Saltar para: Post [1], Pesquisa e Arquivos [2]



O nosso movimento browniano.

por Volátil, em 02.01.16

É costume ouvir dizer que os amigos são a família que escolhemos. Ouvi isto várias vezes e de todas as vezes fico a pensar, será mesmo possível escolher de quem gostamos?

Os amigos e amigas, mas principalmente as que são mais do que isso, não o são por escolha racional. Não acredito que haja alguém,  livre de interesses secundários, que consiga deliberadamente escolher os seus amigos, amigas, namoradas... and so on.

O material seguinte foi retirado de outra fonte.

//! Shaping modules
//!
//! A module is one pluggable effect contributed to every stroke batch. The
//! set of module kinds is closed: each variant of [`ModuleKind`] carries its
//! own parameter struct and dispatches to a CPU kernel. New kinds are added
//! here and in the default registry, not discovered at runtime.

use serde::{Deserialize, Serialize};
use tracing::warn;

use crate::error::ApplyError;
use crate::kernels::{self, ApplyCtx};
use crate::types::{BrushSettings, ModuleCategory, StrokeSegment};

/// A linear profile over the stroke progress fraction
#[derive(Debug, Clone, Copy, Serialize, Deserialize)]
pub struct StrokeProfile {
    pub start: f32,
    pub end: f32,
}

impl StrokeProfile {
    pub fn new(start: f32, end: f32) -> Self {
        Self { start, end }
    }

    /// Evaluate at progress `t` (0..1)
    #[inline]
    pub fn evaluate(&self, t: f32) -> f32 {
        let t = t.clamp(0.0, 1.0);
        self.start + (self.end - self.start) * t
    }
}

/// Parameters for the path-carving module
#[derive(Debug, Clone, Copy, Serialize, Deserialize)]
pub struct PathParams {
    /// Path width over the stroke, as a scale of the module brush size
    pub width_profile: StrokeProfile,
    /// Extra height offset over the stroke
    pub height_profile: StrokeProfile,
    /// Carve strength over the stroke
    pub strength_profile: StrokeProfile,
}

impl Default for PathParams {
    fn default() -> Self {
        Self {
            width_profile: StrokeProfile::new(1.0, 1.0),
            height_profile: StrokeProfile::new(0.0, 0.0),
            strength_profile: StrokeProfile::new(1.0, 1.0),
        }
    }
}

/// Parameters for the smoothing module
#[derive(Debug, Clone, Copy, Serialize, Deserialize)]
pub struct SmoothParams {
    /// Blur direction: -1.0 only down, 1.0 only up, 0.0 both
    pub direction: f32,
}

impl Default for SmoothParams {
    fn default() -> Self {
        Self { direction: 0.0 }
    }
}

/// Parameters for the smudge module
#[derive(Debug, Clone, Copy, Default, Serialize, Deserialize)]
pub struct SmudgeParams {}

/// Parameters for the ridge erosion module
#[derive(Debug, Clone, Copy, Serialize, Deserialize)]
pub struct RidgeErodeParams {
    /// Erosion strength 0..128
    pub strength: f32,
    /// Sharpness 0..1
    pub sharpness: f32,
}

impl Default for RidgeErodeParams {
    fn default() -> Self {
        Self {
            strength: 16.0,
            sharpness: 0.7,
        }
    }
}

/// Parameters for the height module
#[derive(Debug, Clone, Copy, Default, Serialize, Deserialize)]
pub struct HeightParams {
    /// Lower instead of raise
    pub invert: bool,
}

/// Parameters for the overlay-painting modules (underlay and paint)
#[derive(Debug, Clone, Default, Serialize, Deserialize)]
pub struct OverlayParams {
    /// Target overlay layer name; painting fails locally until one is selected
    pub layer: Option<String>,
}

/// The closed set of module kinds
#[derive(Debug, Clone)]
pub enum ModuleKind {
    Path(PathParams),
    Smooth(SmoothParams),
    Smudge(SmudgeParams),
    RidgeErode(RidgeErodeParams),
    Height(HeightParams),
    Underlay(OverlayParams),
    Paint(OverlayParams),
}

impl ModuleKind {
    /// Stable registry key used in persisted configuration
    pub fn key(&self) -> &'static str {
        match self {
            ModuleKind::Path(_) => "path",
            ModuleKind::Smooth(_) => "smooth",
            ModuleKind::Smudge(_) => "smudge",
            ModuleKind::RidgeErode(_) => "ridge_erode",
            ModuleKind::Height(_) => "height",
            ModuleKind::Underlay(_) => "underlay",
            ModuleKind::Paint(_) => "paint",
        }
    }

    /// Display name shown to the user
    pub fn display_name(&self) -> &'static str {
        match self {
            ModuleKind::Path(_) => "Path",
            ModuleKind::Smooth(_) => "Smooth",
            ModuleKind::Smudge(_) => "Smudge",
            ModuleKind::RidgeErode(_) => "Erosion",
            ModuleKind::Height(_) => "Height",
            ModuleKind::Underlay(_) => "Underlay",
            ModuleKind::Paint(_) => "Paint",
        }
    }

    pub fn category(&self) -> ModuleCategory {
        match self {
            ModuleKind::Paint(_) => ModuleCategory::Paint,
            ModuleKind::Underlay(_) => ModuleCategory::Underlay,
            _ => ModuleCategory::Shape,
        }
    }

    /// Brush preview tint for this kind
    pub fn preview_color(&self) -> [f32; 4] {
        match self {
            ModuleKind::Path(_) => [0.6, 0.6, 1.0, 0.7],
            ModuleKind::Smooth(_) => [0.5, 0.5, 0.5, 0.8],
            ModuleKind::Smudge(_) => [0.5, 0.7, 0.5, 0.8],
            ModuleKind::RidgeErode(_) => [1.0, 0.7, 0.5, 0.2],
            ModuleKind::Height(_) => [1.0, 1.0, 0.4, 0.3],
            ModuleKind::Underlay(_) => [1.0, 0.6, 0.0, 0.6],
            ModuleKind::Paint(_) => [1.0, 0.4, 0.4, 0.6],
        }
    }

    /// Serialize this kind's parameters for persistence
    pub(crate) fn params_value(&self) -> serde_json::Value {
        let result = match self {
            ModuleKind::Path(p) => serde_json::to_value(p),
            ModuleKind::Smooth(p) => serde_json::to_value(p),
            ModuleKind::Smudge(p) => serde_json::to_value(p),
            ModuleKind::RidgeErode(p) => serde_json::to_value(p),
            ModuleKind::Height(p) => serde_json::to_value(p),
            ModuleKind::Underlay(p) => serde_json::to_value(p),
            ModuleKind::Paint(p) => serde_json::to_value(p),
        };
        result.unwrap_or_else(|e| {
            warn!("failed to serialize module params: {e}");
            serde_json::Value::Null
        })
    }

    /// Rebuild a kind from its registry key and persisted parameters.
    ///
    /// Unknown keys return None; unreadable parameters fall back to the
    /// kind's defaults. Both are configuration errors and therefore
    /// non-fatal.
    pub fn from_config(key: &str, params: &serde_json::Value) -> Option<Self> {
        fn parse<T: Default + serde::de::DeserializeOwned>(params: &serde_json::Value) -> T {
            if params.is_null() {
                return T::default();
            }
            serde_json::from_value(params.clone()).unwrap_or_else(|e| {
                warn!("unreadable module params, using defaults: {e}");
                T::default()
            })
        }

        match key {
            "path" => Some(ModuleKind::Path(parse(params))),
            "smooth" => Some(ModuleKind::Smooth(parse(params))),
            "smudge" => Some(ModuleKind::Smudge(parse(params))),
            "ridge_erode" => Some(ModuleKind::RidgeErode(parse(params))),
            "height" => Some(ModuleKind::Height(parse(params))),
            "underlay" => Some(ModuleKind::Underlay(parse(params))),
            "paint" => Some(ModuleKind::Paint(parse(params))),
            _ => None,
        }
    }
}

/// Brush preview descriptor for one module, in preview order
#[derive(Debug, Clone, PartialEq)]
pub struct ModulePreview {
    pub name: String,
    pub color: [f32; 4],
    /// Effective brush diameter in cells
    pub size: f32,
}

/// One shaping module of the stack
#[derive(Debug, Clone)]
pub struct Module {
    pub kind: ModuleKind,
    pub name: String,
    pub active: bool,
    /// Brush size as a percentage of the main brush size
    pub brush_size_pct: f32,
    /// Brush strength percentage
    pub brush_strength_pct: f32,
    /// Sort key for brush previews
    pub preview_order: i32,
    /// Sort key for effect application
    pub apply_order: i32,
}

impl Module {
    pub fn new(
        kind: ModuleKind,
        active: bool,
        brush_size_pct: f32,
        brush_strength_pct: f32,
        preview_order: i32,
        apply_order: i32,
    ) -> Self {
        let name = kind.display_name().to_string();
        Self {
            kind,
            name,
            active,
            brush_size_pct,
            brush_strength_pct,
            preview_order,
            apply_order,
        }
    }

    #[inline]
    pub fn category(&self) -> ModuleCategory {
        self.kind.category()
    }

    /// Effective brush diameter: the module size is relative to the main
    /// brush size
    #[inline]
    pub fn effective_size(&self, settings: &BrushSettings) -> f32 {
        settings.size * self.brush_size_pct / 100.0
    }

    /// Module strength as a 0..1 factor
    #[inline]
    pub fn strength_factor(&self) -> f32 {
        self.brush_strength_pct / 100.0
    }

    /// Brush preview contribution. Pure: depends only on the arguments and
    /// the module's own parameters.
    pub fn preview(&self, settings: &BrushSettings) -> ModulePreview {
        ModulePreview {
            name: self.name.clone(),
            color: self.kind.preview_color(),
            size: self.effective_size(settings),
        }
    }

    /// Apply this module's effect for one stroke segment.
    pub(crate) fn apply_segment(
        &self,
        segment: &StrokeSegment,
        ctx: &mut ApplyCtx<'_>,
    ) -> Result<(), ApplyError> {
        match &self.kind {
            ModuleKind::Path(p) => kernels::path::apply(p, self, segment, ctx),
            ModuleKind::Smooth(p) => kernels::smooth::apply(p, self, segment, ctx),
            ModuleKind::Smudge(p) => kernels::smudge::apply(p, self, segment, ctx),
            ModuleKind::RidgeErode(p) => kernels::ridge_erode::apply(p, self, segment, ctx),
            ModuleKind::Height(p) => kernels::height::apply(p, self, segment, ctx),
            ModuleKind::Underlay(p) | ModuleKind::Paint(p) => {
                kernels::overlay::apply(p, self, segment, ctx)
            }
        }
    }
}

/// The canonical default module set.
///
/// Insertion order and priorities match the stock stack; no two defaults
/// share a priority.
pub fn default_modules() -> Vec<Module> {
    vec![
        //          kind                                          active  size%  strength%  preview  apply
        Module::new(ModuleKind::Paint(OverlayParams::default()), true, 80.0, 100.0, 7, 7),
        Module::new(ModuleKind::Path(PathParams::default()), true, 100.0, 100.0, 3, 1),
        Module::new(ModuleKind::Smooth(SmoothParams::default()), true, 150.0, 20.0, 1, 2),
        Module::new(ModuleKind::Height(HeightParams::default()), false, 100.0, 20.0, 4, 4),
        Module::new(ModuleKind::RidgeErode(RidgeErodeParams::default()), false, 150.0, 16.0, 5, 5),
        Module::new(ModuleKind::Smudge(SmudgeParams::default()), false, 150.0, 20.0, 2, 3),
        Module::new(ModuleKind::Underlay(OverlayParams::default()), false, 140.0, 100.0, 6, 6),
    ]
}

Aceitemos, por redução ao absurdo, que isto é verdade, que podemos efectivamente escolher de quem gostamos - e quão conveniente isso seria! Que algoritmo nos aproxima? Os nossos gostos semelhantes? Teremos de gostar de toda a gente que gosta de Pink Floyd, por exemplo? Ou são as nossas diferenças, quase descritas pela Lei de Coulomb, que nos atraem e completam?

Não acredito em nenhuma destas explicações porque é fácil verificar que são ambas descrições reais das relações humanas. Ambas se verificam e, não raras vezes, em simultâneo.

  

Resta a sorte.

É sorte gostar de alguém. Tem de ser sorte. Porque se fosse possível escolher, aproveitando o movimento browniano que nos fez chocar, escolheria gostar de ti mais do que tudo.